* **Assigned task**
Pick every line from the data below that contains the string "Deserialize" and copy it.

-- Source records follows --

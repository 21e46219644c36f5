use serde::{Deserialize, Serialize};

use crate::ids::{AttemptId, ChangeId};
use crate::lane::{LaneConfig, LaneName};
use crate::stage::Stage;

#[derive(Clone, Copy, Debug, PartialEq, Eq, Serialize, Deserialize)]
#[serde(rename_all = "snake_case")]
pub enum RunStatus {
    InProgress,
    Complete,
    Failed,
    TimedOut,
}

/// Durable record of a workflow run. This is both the in-memory state and
/// the on-disk checkpoint; the file is the source of truth because the
/// controlling process may die between CLI invocations.
#[derive(Clone, Debug, Serialize, Deserialize)]
pub struct Checkpoint {
    pub change_id: ChangeId,
    pub title: String,
    pub owner: String,
    pub lane: LaneName,
    /// Regenerated on every attempt (fresh start or resume).
    pub attempt_id: AttemptId,
    pub status: RunStatus,
    /// Index of the most recently completed stage. Non-decreasing for the
    /// lifetime of the run.
    pub current_stage: usize,
    /// Append-only, kept sorted ascending.
    pub stages_completed: Vec<usize>,
    pub start_unix: i64,
    pub last_update_unix: i64,
    pub sla_seconds: u64,
    /// Derived on each update; stored so the file is inspectable as-is.
    pub progress_percent: u8,
    pub remaining_seconds: i64,
}

impl Checkpoint {
    pub fn new(change_id: ChangeId, title: &str, owner: &str, lane: &LaneConfig, now_unix: i64) -> Self {
        Self {
            change_id,
            title: title.to_string(),
            owner: owner.to_string(),
            lane: lane.name,
            attempt_id: AttemptId::new(),
            status: RunStatus::InProgress,
            current_stage: 0,
            stages_completed: Vec::new(),
            start_unix: now_unix,
            last_update_unix: now_unix,
            sla_seconds: lane.sla_seconds,
            progress_percent: 0,
            remaining_seconds: lane.sla_seconds as i64,
        }
    }

    pub fn elapsed_seconds(&self, now_unix: i64) -> i64 {
        (now_unix - self.start_unix).max(0)
    }

    pub fn sla_breached(&self, now_unix: i64) -> bool {
        self.elapsed_seconds(now_unix) > self.sla_seconds as i64
    }

    /// Record a completed stage. Keeps `current_stage` monotone and the
    /// completed set sorted/deduplicated, and recomputes derived fields.
    /// `lane_stage_count` is the size of the lane's stage set, so progress
    /// reflects the lane plan rather than the full 13-stage table.
    pub fn record_stage(&mut self, stage: Stage, lane_stage_count: usize, now_unix: i64) {
        let idx = stage.index();
        if !self.stages_completed.contains(&idx) {
            self.stages_completed.push(idx);
            self.stages_completed.sort_unstable();
        }
        self.current_stage = self.current_stage.max(idx);
        self.last_update_unix = now_unix;
        let done = self.stages_completed.len();
        let total = lane_stage_count.max(1);
        self.progress_percent = ((done * 100) / total).min(100) as u8;
        self.remaining_seconds = self.sla_seconds as i64 - self.elapsed_seconds(now_unix);
        if self.sla_breached(now_unix) && self.status == RunStatus::InProgress {
            self.status = RunStatus::TimedOut;
        }
    }

    pub fn mark(&mut self, status: RunStatus, now_unix: i64) {
        self.status = status;
        self.last_update_unix = now_unix;
    }

    pub fn is_terminal(&self) -> bool {
        self.status != RunStatus::InProgress
    }

    pub fn is_stage_done(&self, stage: Stage) -> bool {
        self.stages_completed.contains(&stage.index())
    }
}

#[cfg(test)]
mod tests {
    use super::*;

    fn checkpoint() -> Checkpoint {
        Checkpoint::new(
            ChangeId::from_str("update-readme"),
            "Update README",
            "dev",
            LaneConfig::get(LaneName::Standard),
            1_000,
        )
    }

    #[test]
    fn current_stage_is_monotone() {
        let mut cp = checkpoint();
        cp.record_stage(Stage::Proposal, 13, 1_010);
        assert_eq!(cp.current_stage, 2);
        // Band results can arrive for already-accounted stages; the high
        // water mark must not regress.
        cp.record_stage(Stage::Setup, 13, 1_020);
        assert_eq!(cp.current_stage, 2);
        cp.record_stage(Stage::Verification, 13, 1_030);
        assert_eq!(cp.current_stage, 9);
    }

    #[test]
    fn stages_completed_stays_sorted_and_unique() {
        let mut cp = checkpoint();
        cp.record_stage(Stage::SpecDefinition, 13, 1_010);
        cp.record_stage(Stage::Setup, 13, 1_020);
        cp.record_stage(Stage::SpecDefinition, 13, 1_030);
        assert_eq!(cp.stages_completed, vec![0, 3]);
    }

    #[test]
    fn progress_uses_lane_stage_count() {
        let mut cp = checkpoint();
        cp.record_stage(Stage::Setup, 10, 1_010);
        assert_eq!(cp.progress_percent, 10);
        for s in [
            Stage::VersionBump,
            Stage::Proposal,
            Stage::SpecDefinition,
            Stage::TaskBreakdown,
        ] {
            cp.record_stage(s, 10, 1_020);
        }
        assert_eq!(cp.progress_percent, 50);
    }

    #[test]
    fn sla_breach_flips_status_but_is_advisory() {
        let mut cp = checkpoint();
        assert!(!cp.sla_breached(1_000 + 900));
        assert!(cp.sla_breached(1_000 + 901));
        cp.record_stage(Stage::Setup, 13, 1_000 + 901);
        assert_eq!(cp.status, RunStatus::TimedOut);
        // Further progress is still recorded.
        cp.record_stage(Stage::VersionBump, 13, 1_000 + 950);
        assert_eq!(cp.stages_completed, vec![0, 1]);
        assert!(cp.remaining_seconds < 0);
    }

    #[test]
    fn terminal_states() {
        let mut cp = checkpoint();
        assert!(!cp.is_terminal());
        cp.mark(RunStatus::Failed, 1_100);
        assert!(cp.is_terminal());
    }
}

-- Source records concluded --

* **Task response**
use serde::{Deserialize, Serialize};
#[derive(Clone, Copy, Debug, PartialEq, Eq, Serialize, Deserialize)]
#[derive(Clone, Debug, Serialize, Deserialize)]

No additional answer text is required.